New Zealand politician

Stephnie de Ruyter is a former leader of the New Zealand Democratic Party, a small centre-left New Zealand political party based upon Social Credit economics. The Democrats, who, in June 2018, returned to campaigning under the name Social Credit are currently outside Parliament.

While the Democratic Party was a member of the Alliance, de Ruyter served as an Alliance candidate. In the 1999 election, she was the Alliance's candidate for the Invercargill electorate, and was ranked twenty-second on the party's list. She was not elected. Later, when the Democrats joined Jim Anderton to establish the breakaway Progressive Coalition, de Ruyter took an active role in building the new party. By the time of the 2002 election, de Ruyter was deputy leader of the Democrats and was ranked fifth on the Progressive list. She also stood as the Progressive Coalition's candidate in Invercargill. Once again, she was not elected.

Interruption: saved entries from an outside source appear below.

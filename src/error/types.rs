// src/error/types.rs
use serde::Serialize;
use thiserror::Error;

/// A single field that failed schema casting or validation.
#[derive(Debug, Clone, PartialEq, Eq, Serialize)]
pub struct FieldViolation {
    pub field: String,
    pub message: String,
}

impl FieldViolation {
    pub fn new(field: impl Into<String>, message: impl Into<String>) -> Self {
        Self {
            field: field.into(),
            message: message.into(),
        }
    }
}

fn summarize(violations: &[FieldViolation]) -> String {
    violations
        .iter()
        .map(|v| format!("{}: {}", v.field, v.message))
        .collect::<Vec<_>>()
        .join("; ")
}

/// Failures raised by the document store itself.
#[derive(Debug, Error)]
pub enum StoreError {
    #[error("Database error: {0}")]
    Database(#[from] rusqlite::Error),

    #[error("Pool error: {0}")]
    Pool(String),

    #[error("Serialization error: {0}")]
    Serialization(#[from] serde_json::Error),

    #[error("IO error: {0}")]
    Io(#[from] std::io::Error),

    #[error("Validation failed for `{collection}`: {}", summarize(.violations))]
    Validation {
        collection: String,
        violations: Vec<FieldViolation>,
    },

    #[error("Duplicate key {id} in `{collection}`")]
    DuplicateKey { collection: String, id: String },

    #[error("No record matched key {key} in `{collection}`")]
    NoMatch { collection: String, key: String },

    #[error("{entity} in `{collection}` has no key; it was never stored")]
    MissingKey { collection: String, entity: String },

    #[error("Collection name is null or empty: {0:?}")]
    InvalidCollection(String),

    #[error("Schema error: {0}")]
    Schema(String),

    #[error("Configuration error: {0}")]
    Config(String),

    #[error("Store task failed: {0}")]
    Task(String),
}

impl From<r2d2::Error> for StoreError {
    fn from(err: r2d2::Error) -> Self {
        StoreError::Pool(err.to_string())
    }
}

impl From<tokio::task::JoinError> for StoreError {
    fn from(err: tokio::task::JoinError) -> Self {
        StoreError::Task(err.to_string())
    }
}

pub type StoreResult<T> = Result<T, StoreError>;

#[derive(Debug, Error)]
pub enum AppError {
    /// Any failure reported by the store, with the store's own error attached.
    #[error("Storage error: {message}")]
    Storage {
        message: String,
        #[source]
        source: StoreError,
    },

    #[error("Deleting invoked without any filter; check the request or call with force")]
    UnsafeDelete,

    #[error("Invalid input: {0}")]
    InvalidInput(String),

    /// A record the caller asked for by key does not exist
    #[error("{0} not found")]
    NotFound(String),
}

impl AppError {
    pub fn storage(message: impl Into<String>, source: StoreError) -> Self {
        AppError::Storage {
            message: message.into(),
            source,
        }
    }

    /// The underlying store error, if this is a storage failure.
    pub fn store_error(&self) -> Option<&StoreError> {
        match self {
            AppError::Storage { source, .. } => Some(source),
            _ => None,
        }
    }
}

impl From<StoreError> for AppError {
    fn from(err: StoreError) -> Self {
        AppError::Storage {
            message: err.to_string(),
            source: err,
        }
    }
}

impl Serialize for AppError {
    fn serialize<S>(&self, serializer: S) -> Result<S::Ok, S::Error>
    where
        S: serde::Serializer,
    {
        serializer.serialize_str(&self.to_string())
    }
}

pub type AppResult<T> = Result<T, AppError>;

#[cfg(test)]
mod tests {
    use super::*;

    #[test]
    fn test_validation_message_lists_every_field() {
        let err = StoreError::Validation {
            collection: "pets".to_string(),
            violations: vec![
                FieldViolation::new("name", "Please provide a name for this pet."),
                FieldViolation::new("species", "Species specified cannot be more than 40 characters"),
            ],
        };

        let message = err.to_string();
        assert!(message.starts_with("Validation failed for `pets`"));
        assert!(message.contains("name: Please provide a name"));
        assert!(message.contains("species: Species specified"));
    }

    #[test]
    fn test_storage_error_keeps_source() {
        let err: AppError = StoreError::InvalidCollection(String::new()).into();

        assert!(matches!(
            err.store_error(),
            Some(StoreError::InvalidCollection(_))
        ));
        assert!(std::error::Error::source(&err).is_some());
    }

    #[test]
    fn test_serializes_as_message() {
        let json = serde_json::to_string(&AppError::UnsafeDelete).unwrap();
        assert!(json.contains("without any filter"));
    }
}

Not long after the 2002 election, the Democrats opted to leave the Progressive Coalition and reestablish themselves as an independent party. The leader of the Democrats, Grant Gillon, along with the former leader John Wright, unsuccessfully urged the party to remain a member of the Progressive Coalition. De Ruyter was elected leader on Gillon standing down and John Wright also leaving.

De Ruyter has also been involved in local-body politics in Invercargill, standing for election to the Southland health board.